Friday, August 8, 2014

Professor Ken Dunham

My friend, Ken Dunham, begins his last semester teaching this week.  He is retiring after a long, fruitful career first as an accountant, then a lawyer for decades, then reborn as a mediator and clinical law professor.  I met Ken at Faulkner University Jones School of Law where I started teaching as the school’s first dedicated clinical director.  

The truth is that Ken had been the clinical director there before there was a clinical program to direct.   He started the first clinic there, JSL’s Mediation Clinic, even as he founded the school’s center on alternative dispute resolution and as he helped design and shape Alabama’s systems for alternative dispute resolution.  He researched, designed and launched the school’s externship program, all before the school moved from state-accreditation to full approval by the ABA.   Ken wisely navigated complex local politics, using his training and experience as a mediator and negotiator to help guide JSL through great and disruptive transitions.  

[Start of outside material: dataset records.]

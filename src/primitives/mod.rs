//! Chain primitives shared by the wire layer, the pools and the Merkle engine

pub mod transaction;
pub mod verify;

pub use transaction::{address_from_pubkey, Address, PoolKind, Transaction};
pub use verify::{verify_transaction, SigSchemes, SignatureVerifier};

/// 32-byte digest
pub type Hash = [u8; 32];

/// Root of an empty Merkle tree and placeholder for absent hashes
pub const EMPTY_HASH: Hash = [0u8; 32];
//! Bounded internal queues
//!
//! Pushes never block: when the queue is full the newest item is dropped,
//! counted and logged. Pops block until an item arrives.

use super::stats::NetworkStats;
use std::sync::Arc;
use tokio::sync::mpsc::{self, error::TrySendError};
use tracing::warn;

/// Producer side of a bounded queue
pub struct BoundedQueue<T> {
    name: &'static str,
    tx: mpsc::Sender<T>,
    stats: Arc<NetworkStats>,
}

impl<T> Clone for BoundedQueue<T> {
    fn clone(&self) -> Self {
        Self {
            name: self.name,
            tx: self.tx.clone(),
            stats: Arc::clone(&self.stats),
        }
    }
}

impl<T> BoundedQueue<T> {
    /// Create a queue and its single consumer
    pub fn new(
        name: &'static str,
        capacity: usize,
        stats: Arc<NetworkStats>,
    ) -> (Self, mpsc::Receiver<T>) {
        let (tx, rx) = mpsc::channel(capacity.max(1));
        (Self { name, tx, stats }, rx)
    }

    /// Non-blocking push; returns false if the item was dropped
    pub fn push(&self, item: T) -> bool {
        match self.tx.try_send(item) {
            Ok(()) => true,
            Err(TrySendError::Full(_)) => {
                self.stats.record_queue_overflow();
                warn!(queue = self.name, "queue full, dropping newest item");
                false
            }
            Err(TrySendError::Closed(_)) => false,
        }
    }

    pub fn len(&self) -> usize {
        self.tx.max_capacity() - self.tx.capacity()
    }

    pub fn is_empty(&self) -> bool {
        self.len() == 0
    }
}
//! Utility modules shared by the network, mempool and storage layers

pub mod logging;
pub mod retry;
pub mod signal;
pub mod time;

pub use logging::{init_logging, init_logging_from_config};
#[cfg(feature = "json-logging")]
pub use logging::init_json_logging;
pub use retry::RetryConfig;
pub use signal::{
    create_shutdown_receiver, is_shutdown, shutdown_channel, shutdown_requested,
    wait_for_shutdown_signal,
};
pub use time::{current_timestamp, current_timestamp_duration};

Ken laid the foundation for the clinical program which I led for a long season as a rookie law professor, and he only ever encouraged and empowered me.  We became and are fast friends, and he is a wise, calm and committed colleague with a heart for justice.   We coached JSL’s ABA Negotiation Competition and the ABA Representation in Mediation Competition teams, and won a national championship in 2013.   In these competitions, we traveled the country together with students, and I discovered Ken’s secret weapon.   He knew really good restaurants in every single city we ever visited, and this is knowledge not to be underestimated.        

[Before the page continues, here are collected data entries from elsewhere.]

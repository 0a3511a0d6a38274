//! Inbound message dispatch
//!
//! Every complete frame is checked against the node's chain before anything
//! else looks at it. Invalid frames cost the sender trust.

use super::{Node, PeerMessage};
use crate::network::{BaseMessage, InboundFrame, MessageTag, TransactionsMessage, WireError};
use crate::primitives::{PoolKind, Transaction};
use crate::utils::shutdown_requested;
use std::sync::Arc;
use tokio::sync::mpsc;
use tracing::{debug, warn};

impl Node {
    pub(super) async fn dispatch_loop(self: Arc<Self>, mut inbound: mpsc::Receiver<InboundFrame>) {
        let mut shutdown = self.shutdown.clone();
        loop {
            let frame = tokio::select! {
                _ = shutdown_requested(&mut shutdown) => break,
                frame = inbound.recv() => match frame {
                    Some(frame) => frame,
                    None => break,
                },
            };
            self.handle_frame(frame).await;
        }
        debug!("dispatcher stopped");
    }

    /// Validate and route one inbound frame.
    ///
    /// Returns the number of transactions newly admitted to a pool.
    pub async fn handle_frame(&self, frame: InboundFrame) -> usize {
        let base = match BaseMessage::peek(&frame.payload)
            .and_then(|base| base.validate(self.chain_id).map(|()| base))
        {
            Ok(base) => base,
            Err(e) => {
                self.reject(&frame, e).await;
                return 0;
            }
        };

        match base.tag {
            MessageTag::Nonce
            | MessageTag::SelfNonce
            | MessageTag::Transaction
            | MessageTag::SyncTransaction => match TransactionsMessage::decode(&frame.payload) {
                Ok(message) => self.admit_transactions(&frame, &message),
                Err(e) => {
                    self.reject(&frame, e).await;
                    0
                }
            },
            MessageTag::Block | MessageTag::RejectBlock => {
                Self::forward(&self.blocks, &frame, base.tag);
                0
            }
            MessageTag::GetTransaction | MessageTag::HeightQuery | MessageTag::HeaderQuery => {
                Self::forward(&self.queries, &frame, base.tag);
                0
            }
            MessageTag::Ping => {
                debug!(peer = %frame.peer, topic = %frame.topic, "ping");
                0
            }
        }
    }

    async fn reject(&self, frame: &InboundFrame, error: WireError) {
        warn!(
            peer = %frame.peer,
            topic = %frame.topic,
            len = frame.payload.len(),
            "dropping invalid message: {}",
            error
        );
        self.network.reduce_trust_and_maybe_ban(frame.peer).await;
    }

    fn admit_transactions(&self, frame: &InboundFrame, message: &TransactionsMessage) -> usize {
        let schemes = self.sig_schemes();
        let target = self.multisign_target();
        let mut admitted = 0;

        for tx in message.extract_transactions(self.verifier.as_ref(), &schemes) {
            let aux = match tx.kind {
                PoolKind::MultiSign => target.as_ref(),
                _ => None,
            };
            let tx = Arc::new(tx);
            if !self.mempool.admit(Transaction::clone(&tx), aux) {
                continue;
            }
            admitted += 1;
            if self.verified_tx.try_send(tx).is_err() {
                warn!(peer = %frame.peer, "verified transaction stream full, dropping");
            }
        }

        debug!(
            peer = %frame.peer,
            topic = %frame.topic,
            payloads = message.payload_count(),
            admitted,
            "transactions processed"
        );
        admitted
    }

    fn forward(queue: &mpsc::Sender<PeerMessage>, frame: &InboundFrame, tag: MessageTag) {
        let message = PeerMessage {
            topic: frame.topic,
            peer: frame.peer,
            tag,
            payload: frame.payload.clone(),
        };
        if queue.try_send(message).is_err() {
            warn!(peer = %frame.peer, tag = ?tag, "message queue full, dropping");
        }
    }
}

#[cfg(test)]
mod tests {
    use super::*;
    use crate::config::NodeConfig;
    use crate::network::Topic;
    use crate::primitives::{address_from_pubkey, SigSchemes, SignatureVerifier};
    use crate::utils::shutdown_channel;
    use bytes::Bytes;
    use std::net::IpAddr;

    struct AcceptAll;

    impl SignatureVerifier for AcceptAll {
        fn verify(&self, _: &[u8], _: &[u8], _: &[u8], _: &SigSchemes) -> bool {
            true
        }
    }

    fn tx(kind: PoolKind, nonce: u64) -> Transaction {
        let pubkey = vec![8u8; 32];
        Transaction {
            kind,
            chain_id: 1,
            height: 2,
            nonce,
            sender: address_from_pubkey(&pubkey),
            recipient: [2u8; 20],
            amount: 5,
            gas_price: 9,
            delay: 0,
            pubkey,
            signature: vec![1u8; 16],
        }
    }

    fn frame(payload: Vec<u8>) -> InboundFrame {
        InboundFrame {
            topic: Topic::Transactions,
            peer: IpAddr::from([10, 0, 0, 1]),
            payload: Bytes::from(payload),
        }
    }

    fn node() -> (Arc<Node>, crate::node::NodeStreams) {
        let (_tx, rx) = shutdown_channel();
        Node::new(NodeConfig::default(), Arc::new(AcceptAll), rx).unwrap()
    }

    #[tokio::test]
    async fn test_transactions_reach_pool_and_stream() {
        let (node, mut streams) = node();
        let txs = [tx(PoolKind::Standard, 1), tx(PoolKind::Standard, 2)];
        let message =
            TransactionsMessage::from_transactions(MessageTag::Transaction, 1, MessageTag::Transaction, &txs)
                .unwrap();

        assert_eq!(node.handle_frame(frame(message.encode())).await, 2);
        assert_eq!(node.mempool().count(), 2);
        assert!(streams.transactions.try_recv().is_ok());
        assert!(streams.transactions.try_recv().is_ok());

        // Replays are not admitted twice
        assert_eq!(node.handle_frame(frame(message.encode())).await, 0);
        assert!(streams.transactions.try_recv().is_err());
    }

    #[tokio::test]
    async fn test_wrong_chain_bans_untrusted_sender() {
        let (node, _streams) = node();
        let header = BaseMessage::new(MessageTag::Ping, 2).encode().to_vec();

        assert_eq!(node.handle_frame(frame(header)).await, 0);
        assert!(node.network().is_banned(IpAddr::from([10, 0, 0, 1])).await);
    }

    #[tokio::test]
    async fn test_multisign_waits_for_target() {
        let (node, _streams) = node();
        let multisign = [tx(PoolKind::MultiSign, 1)];
        let message =
            TransactionsMessage::from_transactions(MessageTag::Transaction, 1, MessageTag::Transaction, &multisign)
                .unwrap();

        assert_eq!(node.handle_frame(frame(message.encode())).await, 0);
        node.set_multisign_target(Some([4u8; 32]));
        assert_eq!(node.handle_frame(frame(message.encode())).await, 1);
        assert_eq!(node.mempool().peek_multisign(10, &[4u8; 32]).len(), 1);
    }

    #[tokio::test]
    async fn test_blocks_are_forwarded() {
        let (node, mut streams) = node();
        let mut payload = BaseMessage::new(MessageTag::Block, 1).encode().to_vec();
        payload.extend_from_slice(b"block body");

        node.handle_frame(frame(payload.clone())).await;
        let forwarded = streams.blocks.try_recv().unwrap();
        assert_eq!(forwarded.tag, MessageTag::Block);
        assert_eq!(forwarded.payload.as_ref(), payload.as_slice());
    }
}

Professor Ken Dunham is a loving, funny teacher, and he has had a formative effect on generations of students at JSL.   He has transformed Alabama’s system and culture of alternative dispute resolution.   He has been indispensable in the building of a strong and scrappy law school that serves Montgomery and Alabama with excellence.   He is a great friend to many and is a wise mentor to young lawyers throughout the South.   He is devoted as a husband and father, and he tells great stories without end.   He is an excellent, practical lawyer.  

Thoreau wrote, “Do not be too moral.  You may cheat yourself out of too much life.   Aim above morality.  Be not simply good; be good for something.”   Ken Dunham is moral, and he is good.  He lives a full and abundant life, and he has been good for something.     He has earned retirement, but he will strive to teach and love students for one more semester.  His legacy is secure.